◆ **Your instructions**: Find each line below containing the word "path" and copy it.

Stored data

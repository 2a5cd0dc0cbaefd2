//! Google Gemini provider implementation.
//!
//! Talks to the `models/{model}:generateContent` endpoint of the Generative
//! Language API.
//!
//! Supports:
//! - `x-goog-api-key` header authentication, key supplied per call
//! - Inline attachments (`inlineData`) next to text parts
//! - Structured output via `responseMimeType` + `responseSchema`
//! - System instructions as a top-level field

use async_trait::async_trait;
use seteuk_config::ProviderConfig;
use seteuk_core::error::ProviderError;
use seteuk_core::provider::*;
use serde::{Deserialize, Serialize};
use tracing::{debug, trace, warn};

const DEFAULT_BASE_URL: &str = "https://generativelanguage.googleapis.com";

/// Gemini `generateContent` provider.
pub struct GeminiProvider {
    name: String,
    base_url: String,
    client: reqwest::Client,
}

impl GeminiProvider {
    /// Create a provider against the public Gemini endpoint.
    pub fn new() -> Self {
        Self::with_timeout(DEFAULT_BASE_URL, 120)
    }

    /// Create a provider with a custom base URL (e.g., for testing or proxies).
    pub fn with_timeout(base_url: impl Into<String>, timeout_secs: u64) -> Self {
        let client = reqwest::Client::builder()
            .timeout(std::time::Duration::from_secs(timeout_secs))
            .build()
            .expect("Failed to create HTTP client");

        Self {
            name: "gemini".into(),
            base_url: base_url.into().trim_end_matches('/').to_string(),
            client,
        }
    }

    /// Build from the `[provider]` config section.
    pub fn from_config(config: &ProviderConfig) -> Self {
        Self::with_timeout(&config.api_url, config.timeout_secs)
    }

    fn endpoint(&self, model: &str) -> String {
        let model = model.strip_prefix("models/").unwrap_or(model);
        format!("{}/v1beta/models/{model}:generateContent", self.base_url)
    }

    /// Convert our segments to Gemini parts, preserving order.
    fn to_api_parts(segments: &[ContentSegment]) -> Vec<ApiPart> {
        segments
            .iter()
            .map(|segment| match segment {
                ContentSegment::Text { text } => ApiPart {
                    text: Some(text.clone()),
                    inline_data: None,
                },
                ContentSegment::Inline { mime_type, data } => ApiPart {
                    text: None,
                    inline_data: Some(ApiInlineData {
                        mime_type: mime_type.clone(),
                        data: data.clone(),
                    }),
                },
            })
            .collect()
    }

    fn build_body(request: &GenerationRequest) -> ApiRequest {
        let (response_mime_type, response_schema) = match &request.response_format {
            ResponseFormat::PlainText => ("text/plain".to_string(), None),
            ResponseFormat::Json { schema } => ("application/json".to_string(), Some(schema.clone())),
        };

        ApiRequest {
            contents: vec![ApiContent {
                role: Some("user".into()),
                parts: Self::to_api_parts(&request.segments),
            }],
            system_instruction: request.system_instruction.as_ref().map(|sys| ApiContent {
                role: None,
                parts: vec![ApiPart {
                    text: Some(sys.clone()),
                    inline_data: None,
                }],
            }),
            generation_config: ApiGenerationConfig {
                temperature: request.temperature,
                response_mime_type,
                response_schema,
            },
        }
    }

    /// Gemini reports a bad key as `400 INVALID_ARGUMENT` rather than 401.
    fn is_key_rejection(status: u16, body: &str) -> bool {
        status == 401
            || status == 403
            || (status == 400 && (body.contains("API key not valid") || body.contains("API_KEY_INVALID")))
    }

    /// Concatenate the text parts of the first candidate.
    fn extract_text(response: &ApiResponse) -> Option<String> {
        let candidate = response.candidates.as_ref()?.first()?;
        let text: String = candidate
            .content
            .as_ref()?
            .parts
            .iter()
            .filter_map(|p| p.text.as_deref())
            .collect();
        if text.is_empty() { None } else { Some(text) }
    }
}

impl Default for GeminiProvider {
    fn default() -> Self {
        Self::new()
    }
}

#[async_trait]
impl TextGenerator for GeminiProvider {
    fn name(&self) -> &str {
        &self.name
    }

    async fn generate(
        &self,
        credential: &str,
        request: GenerationRequest,
    ) -> std::result::Result<GenerationResponse, ProviderError> {
        let url = self.endpoint(&request.model);
        let body = Self::build_body(&request);

        debug!(
            provider = %self.name,
            model = %request.model,
            segments = request.segments.len(),
            "Sending generateContent request"
        );

        let response = self
            .client
            .post(&url)
            .header("x-goog-api-key", credential)
            .header("Content-Type", "application/json")
            .json(&body)
            .send()
            .await
            .map_err(|e| ProviderError::Network(e.to_string()))?;

        let status = response.status().as_u16();

        if status == 429 {
            return Err(ProviderError::RateLimited {
                retry_after_secs: 5,
            });
        }

        if status != 200 {
            let error_body = response.text().await.unwrap_or_default();
            if Self::is_key_rejection(status, &error_body) {
                return Err(ProviderError::AuthenticationFailed(
                    "Invalid API key or insufficient permissions".into(),
                ));
            }
            warn!(status, body = %error_body, "Provider returned error");
            return Err(ProviderError::ApiError {
                status_code: status,
                message: error_body,
            });
        }

        let api_response: ApiResponse = response
            .json()
            .await
            .map_err(|e| ProviderError::InvalidResponse(format!("Failed to parse response: {e}")))?;

        let text = Self::extract_text(&api_response);
        trace!(chars = text.as_ref().map_or(0, |t| t.chars().count()), "Received generation");

        let usage = api_response.usage_metadata.map(|u| Usage {
            prompt_tokens: u.prompt_token_count,
            completion_tokens: u.candidates_token_count,
        });

        Ok(GenerationResponse {
            text,
            model: api_response.model_version.unwrap_or(request.model),
            usage,
        })
    }
}

// --- Gemini API types (internal) ---

#[derive(Debug, Serialize)]
#[serde(rename_all = "camelCase")]
struct ApiRequest {
    contents: Vec<ApiContent>,
    #[serde(skip_serializing_if = "Option::is_none")]
    system_instruction: Option<ApiContent>,
    generation_config: ApiGenerationConfig,
}

#[derive(Debug, Serialize)]
struct ApiContent {
    #[serde(skip_serializing_if = "Option::is_none")]
    role: Option<String>,
    parts: Vec<ApiPart>,
}

#[derive(Debug, Serialize, Deserialize)]
#[serde(rename_all = "camelCase")]
struct ApiPart {
    #[serde(default, skip_serializing_if = "Option::is_none")]
    text: Option<String>,
    #[serde(default, skip_serializing_if = "Option::is_none")]
    inline_data: Option<ApiInlineData>,
}

#[derive(Debug, Serialize, Deserialize)]
#[serde(rename_all = "camelCase")]
struct ApiInlineData {
    mime_type: String,
    data: String,
}

#[derive(Debug, Serialize)]
#[serde(rename_all = "camelCase")]
struct ApiGenerationConfig {
    #[serde(skip_serializing_if = "Option::is_none")]
    temperature: Option<f32>,
    response_mime_type: String,
    #[serde(skip_serializing_if = "Option::is_none")]
    response_schema: Option<serde_json::Value>,
}

#[derive(Debug, Deserialize)]
#[serde(rename_all = "camelCase")]
struct ApiResponse {
    #[serde(default)]
    candidates: Option<Vec<ApiCandidate>>,
    #[serde(default)]
    usage_metadata: Option<ApiUsage>,
    #[serde(default)]
    model_version: Option<String>,
}

#[derive(Debug, Deserialize)]
struct ApiCandidate {
    #[serde(default)]
    content: Option<ApiCandidateContent>,
}

#[derive(Debug, Deserialize)]
struct ApiCandidateContent {
    #[serde(default)]
    parts: Vec<ApiPart>,
}

#[derive(Debug, Deserialize)]
#[serde(rename_all = "camelCase")]
struct ApiUsage {
    #[serde(default)]
    prompt_token_count: u32,
    #[serde(default)]
    candidates_token_count: u32,
}

#[cfg(test)]
mod tests {
    use super::*;
    use wiremock::matchers::{header, method, path};
    use wiremock::{Mock, MockServer, ResponseTemplate};

    fn json_request() -> GenerationRequest {
        GenerationRequest {
            model: "gemini-2.5-flash".into(),
            system_instruction: Some("기록 작성 도우미".into()),
            segments: vec![
                ContentSegment::text("[지식 베이스]"),
                ContentSegment::inline("application/pdf", "JVBERi0xLjQ="),
                ContentSegment::text("최종 지시"),
            ],
            response_format: ResponseFormat::Json {
                schema: serde_json::json!({
                    "type": "OBJECT",
                    "properties": {"gradeVersion": {"type": "STRING"}},
                    "required": ["gradeVersion"]
                }),
            },
            temperature: Some(0.7),
        }
    }

    #[test]
    fn endpoint_strips_models_prefix() {
        let provider = GeminiProvider::with_timeout("https://example.com/", 5);
        assert_eq!(
            provider.endpoint("models/gemini-2.5-flash"),
            "https://example.com/v1beta/models/gemini-2.5-flash:generateContent"
        );
        assert_eq!(provider.endpoint("gemini-2.5-flash"), provider.endpoint("models/gemini-2.5-flash"));
    }

    #[test]
    fn body_preserves_segment_order_and_schema() {
        let body = serde_json::to_value(GeminiProvider::build_body(&json_request())).unwrap();
        let parts = body["contents"][0]["parts"].as_array().unwrap();
        assert_eq!(parts.len(), 3);
        assert_eq!(parts[0]["text"], "[지식 베이스]");
        assert_eq!(parts[1]["inlineData"]["mimeType"], "application/pdf");
        assert_eq!(parts[2]["text"], "최종 지시");
        assert_eq!(body["generationConfig"]["responseMimeType"], "application/json");
        assert_eq!(body["generationConfig"]["responseSchema"]["required"][0], "gradeVersion");
        assert_eq!(body["systemInstruction"]["parts"][0]["text"], "기록 작성 도우미");
    }

    #[test]
    fn plain_text_body_has_no_schema() {
        let mut request = json_request();
        request.response_format = ResponseFormat::PlainText;
        request.system_instruction = None;
        let body = serde_json::to_value(GeminiProvider::build_body(&request)).unwrap();
        assert_eq!(body["generationConfig"]["responseMimeType"], "text/plain");
        assert!(body["generationConfig"].get("responseSchema").is_none());
        assert!(body.get("systemInstruction").is_none());
    }

    #[test]
    fn key_rejection_detection() {
        assert!(GeminiProvider::is_key_rejection(400, r#"{"error":{"message":"API key not valid. Please pass a valid API key."}}"#));
        assert!(GeminiProvider::is_key_rejection(403, ""));
        assert!(!GeminiProvider::is_key_rejection(400, "bad schema"));
    }

    #[test]
    fn extract_text_joins_parts_and_handles_empty() {
        let parsed: ApiResponse = serde_json::from_str(
            r#"{"candidates":[{"content":{"parts":[{"text":"{\"gradeVersion\":"},{"text":"\"본문\"}"}]}}]}"#,
        )
        .unwrap();
        assert_eq!(
            GeminiProvider::extract_text(&parsed).as_deref(),
            Some("{\"gradeVersion\":\"본문\"}")
        );

        let blocked: ApiResponse =
            serde_json::from_str(r#"{"promptFeedback":{"blockReason":"SAFETY"}}"#).unwrap();
        assert!(GeminiProvider::extract_text(&blocked).is_none());
    }

    #[tokio::test]
    async fn generate_sends_key_header_and_returns_text() {
        let server = MockServer::start().await;
        Mock::given(method("POST"))
            .and(path("/v1beta/models/gemini-2.5-flash:generateContent"))
            .and(header("x-goog-api-key", "test-key"))
            .respond_with(ResponseTemplate::new(200).set_body_json(serde_json::json!({
                "candidates": [{"content": {"parts": [{"text": "{\"gradeVersion\":\"결과\"}"}]}}],
                "usageMetadata": {"promptTokenCount": 12, "candidatesTokenCount": 4},
                "modelVersion": "gemini-2.5-flash-001"
            })))
            .expect(1)
            .mount(&server)
            .await;

        let provider = GeminiProvider::with_timeout(server.uri(), 5);
        let response = provider.generate("test-key", json_request()).await.unwrap();
        assert_eq!(response.text.as_deref(), Some("{\"gradeVersion\":\"결과\"}"));
        assert_eq!(response.model, "gemini-2.5-flash-001");
        assert_eq!(response.usage.unwrap().prompt_tokens, 12);
    }

    #[tokio::test]
    async fn invalid_key_maps_to_authentication_failed() {
        let server = MockServer::start().await;
        Mock::given(method("POST"))
            .respond_with(ResponseTemplate::new(400).set_body_string(
                r#"{"error":{"code":400,"message":"API key not valid. Please pass a valid API key.","status":"INVALID_ARGUMENT"}}"#,
            ))
            .mount(&server)
            .await;

        let provider = GeminiProvider::with_timeout(server.uri(), 5);
        let err = provider.generate("bad-key", json_request()).await.unwrap_err();
        assert!(matches!(err, ProviderError::AuthenticationFailed(_)));
    }

    #[tokio::test]
    async fn server_error_maps_to_api_error() {
        let server = MockServer::start().await;
        Mock::given(method("POST"))
            .respond_with(ResponseTemplate::new(503).set_body_string("overloaded"))
            .mount(&server)
            .await;

        let provider = GeminiProvider::with_timeout(server.uri(), 5);
        let err = provider.generate("k", json_request()).await.unwrap_err();
        assert!(matches!(err, ProviderError::ApiError { status_code: 503, .. }));
    }

    #[tokio::test]
    async fn empty_candidates_yield_no_text() {
        let server = MockServer::start().await;
        Mock::given(method("POST"))
            .respond_with(ResponseTemplate::new(200).set_body_json(serde_json::json!({"candidates": []})))
            .mount(&server)
            .await;

        let provider = GeminiProvider::with_timeout(server.uri(), 5);
        let response = provider.generate("k", json_request()).await.unwrap();
        assert!(response.text.is_none());
        assert_eq!(response.model, "gemini-2.5-flash");
    }
}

◆ **Exercise answer**:
    use wiremock::matchers::{header, method, path};
            .and(path("/v1beta/models/gemini-2.5-flash:generateContent"))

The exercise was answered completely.